This article is part of a daily series of IPP articles. If you want to know more about the latest power generation projects globally visit our IPP Today section. You can receive them by email on a daily basis.
SK Engineering & Construction (SKE&C), subsidiary of South Korean conglomerate SK Group, has signed a Letter of Intent (LOI) with the Government of the Philippines to build two 600 MW coal-fired power plants on Luzon island at an estimated cost of KRW2.2 trillion (US$1.98 billion).
The project will be carried out in joint venture with Seohee Construction, with financial support from the Korea Development Bank (KDB). SKE&C anticipates that it will create more than 3,000 jobs.
The power plants will utilise ultra-supercritical technology, which SKE&C claims will make them 15% more efficient, reducing the amount of coal used and the emission of pollutants like sulfur oxides, nitrogen oxides and dust by 50%.
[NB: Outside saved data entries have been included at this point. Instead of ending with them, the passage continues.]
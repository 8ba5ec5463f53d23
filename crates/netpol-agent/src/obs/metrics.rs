//! Minimal metrics registry for the agent.
//!
//! Counter and histogram types with dynamic labels backed by `DashMap`.
//! Labels are flattened into sorted key vectors to keep deterministic
//! ordering. Histogram buckets are fixed in milliseconds.

use dashmap::DashMap;
use std::fmt::Write;
use std::sync::atomic::{AtomicU64, Ordering};
use std::time::Duration;

fn escape_label(v: &str) -> String {
    v.replace('\\', "\\\\").replace('"', "\\\"").replace('\n', "\\n")
}

fn label_key(labels: &[(&str, &str)]) -> Vec<(String, String)> {
    let mut key: Vec<(String, String)> = labels
        .iter()
        .map(|(k, v)| (k.to_string(), v.to_string()))
        .collect();
    key.sort();
    key
}

fn render_labels(key: &[(String, String)]) -> String {
    key.iter()
        .map(|(k, v)| format!("{}=\"{}\"", k, escape_label(v)))
        .collect::<Vec<_>>()
        .join(",")
}

#[derive(Default)]
pub struct CounterVec {
    map: DashMap<Vec<(String, String)>, AtomicU64>,
}

impl CounterVec {
    pub fn inc(&self, labels: &[(&str, &str)]) {
        self.add(labels, 1);
    }

    pub fn add(&self, labels: &[(&str, &str)], v: u64) {
        let counter = self
            .map
            .entry(label_key(labels))
            .or_insert_with(|| AtomicU64::new(0));
        counter.fetch_add(v, Ordering::Relaxed);
    }

    /// Current value for an exact label set (0 if never touched).
    pub fn get(&self, labels: &[(&str, &str)]) -> u64 {
        self.map
            .get(&label_key(labels))
            .map(|c| c.load(Ordering::Relaxed))
            .unwrap_or(0)
    }

    fn render(&self, name: &str, out: &mut String) {
        let _ = writeln!(out, "# TYPE {} counter", name);
        for r in self.map.iter() {
            let val = r.value().load(Ordering::Relaxed);
            let _ = writeln!(out, "{}{{{}}} {}", name, render_labels(r.key()), val);
        }
    }
}

// 10ms, 50ms, 100ms, 500ms, 1s, 5s, 10s, 30s, 60s
const BUCKETS_MILLIS: [u64; 9] = [10, 50, 100, 500, 1_000, 5_000, 10_000, 30_000, 60_000];

#[derive(Default)]
struct AtomicHistogram {
    count: AtomicU64,
    sum: AtomicU64,
    buckets: [AtomicU64; 9],
}

#[derive(Default)]
pub struct HistogramVec {
    map: DashMap<Vec<(String, String)>, AtomicHistogram>,
}

impl HistogramVec {
    /// Observe a duration into cumulative buckets (millisecond scale).
    pub fn observe(&self, labels: &[(&str, &str)], duration: Duration) {
        let hist = self
            .map
            .entry(label_key(labels))
            .or_insert_with(AtomicHistogram::default);
        let millis = duration.as_millis() as u64;

        hist.count.fetch_add(1, Ordering::Relaxed);
        hist.sum.fetch_add(millis, Ordering::Relaxed);

        for (i, &b) in BUCKETS_MILLIS.iter().enumerate() {
            if millis <= b {
                hist.buckets[i].fetch_add(1, Ordering::Relaxed);
            }
        }
    }

    pub fn count(&self, labels: &[(&str, &str)]) -> u64 {
        self.map
            .get(&label_key(labels))
            .map(|h| h.count.load(Ordering::Relaxed))
            .unwrap_or(0)
    }

    fn render(&self, name: &str, out: &mut String) {
        let _ = writeln!(out, "# TYPE {} histogram", name);
        for r in self.map.iter() {
            let hist = r.value();
            let label_str = render_labels(r.key());
            let prefix = if label_str.is_empty() {
                String::new()
            } else {
                format!("{},", label_str)
            };

            for (i, &le) in BUCKETS_MILLIS.iter().enumerate() {
                let count = hist.buckets[i].load(Ordering::Relaxed);
                let _ = writeln!(out, "{}_bucket{{{}le=\"{}\"}} {}", name, prefix, le, count);
            }
            let count = hist.count.load(Ordering::Relaxed);
            let _ = writeln!(out, "{}_bucket{{{}le=\"+Inf\"}} {}", name, prefix, count);

            let sum = hist.sum.load(Ordering::Relaxed);
            let _ = writeln!(out, "{}_sum{{{}}} {}", name, label_str, sum);
            let _ = writeln!(out, "{}_count{{{}}} {}", name, label_str, count);
        }
    }
}

#[derive(Default)]
pub struct AgentMetrics {
    /// Labels: op, result.
    pub store_calls: CounterVec,
    /// Labels: kind, outcome.
    pub reconcile_outcomes: CounterVec,
    /// Labels: kind.
    pub reconcile_duration: HistogramVec,
}

impl AgentMetrics {
    pub fn render(&self) -> String {
        let mut out = String::new();
        self.store_calls.render("netpol_store_calls_total", &mut out);
        self.reconcile_outcomes.render("netpol_reconcile_outcomes_total", &mut out);
        self.reconcile_duration.render("netpol_reconcile_duration_millis", &mut out);
        out
    }
}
Such technology is necessary to get coal-fired power projects greenlit nowadays, as the lack of sustainability and negative environmental impacts of coal-fired generation make projects unattractive to governments and financiers. However, its effectiveness is disputed by opponents of coal-fired generation, as it has no impact on the emissions per ton of coal burned, but instead allows more power to be generated from each ton of coal.
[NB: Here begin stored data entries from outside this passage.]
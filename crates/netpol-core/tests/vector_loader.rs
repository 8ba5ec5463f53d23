//! JSON rule vector loader shared by the rule tests.

#![allow(clippy::unwrap_used)]
#![allow(clippy::expect_used)]
#![allow(clippy::panic)]
#![allow(dead_code)]

use std::fs;

use serde::Deserialize;

#[derive(Debug, Deserialize)]
pub struct TestVector {
    pub description: String,
    pub rule: serde_json::Value,
    #[serde(default)]
    pub expect: Option<Expect>,
    #[serde(default)]
    pub expect_error: Option<ExpectError>,
}

#[derive(Debug, Deserialize)]
pub struct Expect {
    pub requires_derivative: bool,
    pub inert: bool,
}

#[derive(Debug, Deserialize)]
pub struct ExpectError {
    pub code: String,
}

pub fn load(name: &str) -> TestVector {
    let s = fs::read_to_string(format!("tests/vectors/{name}")).unwrap();
    serde_json::from_str(&s).unwrap_or_else(|e| panic!("bad vector {name}: {e}"))
}
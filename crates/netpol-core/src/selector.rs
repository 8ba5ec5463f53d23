//! Endpoint selector: a label predicate naming the workloads a rule covers.

use std::collections::BTreeMap;

use serde::{Deserialize, Serialize};

use crate::labels::LabelArray;

/// Matches endpoints whose labels carry every `matchLabels` pair.
#[derive(Debug, Clone, Default, PartialEq, Eq, Hash, Serialize, Deserialize)]
#[serde(rename_all = "camelCase", deny_unknown_fields)]
pub struct EndpointSelector {
    #[serde(default)]
    pub match_labels: BTreeMap<String, String>,
}

impl EndpointSelector {
    /// Build from `(key, value)` pairs.
    pub fn new<K, V>(pairs: impl IntoIterator<Item = (K, V)>) -> Self
    where
        K: Into<String>,
        V: Into<String>,
    {
        Self {
            match_labels: pairs
                .into_iter()
                .map(|(k, v)| (k.into(), v.into()))
                .collect(),
        }
    }

    pub fn is_empty(&self) -> bool {
        self.match_labels.is_empty()
    }

    /// Keys may carry a `source:` prefix; it is ignored for matching.
    pub fn matches(&self, labels: &LabelArray) -> bool {
        self.match_labels.iter().all(|(k, v)| {
            let key = k.split_once(':').map_or(k.as_str(), |(_, key)| key);
            labels.get(key) == Some(v.as_str())
        })
    }
}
This is SKE&C's second major project announced in the Philippines this month. The company signed another LOI with the government's Department of Energy to construct an LNG terminal with the capacity of up to five million tonnes per year, several LNG power plants with more than 600 MW capacity, and a pipeline connecting the terminal and power plants up to 150km in length.
This LNG project will also be located in Luzon, the largest of the Philippines' islands, located in the north of the country. The estimated cost is US$1.7 billion, a similar investment to this coal-fired power project.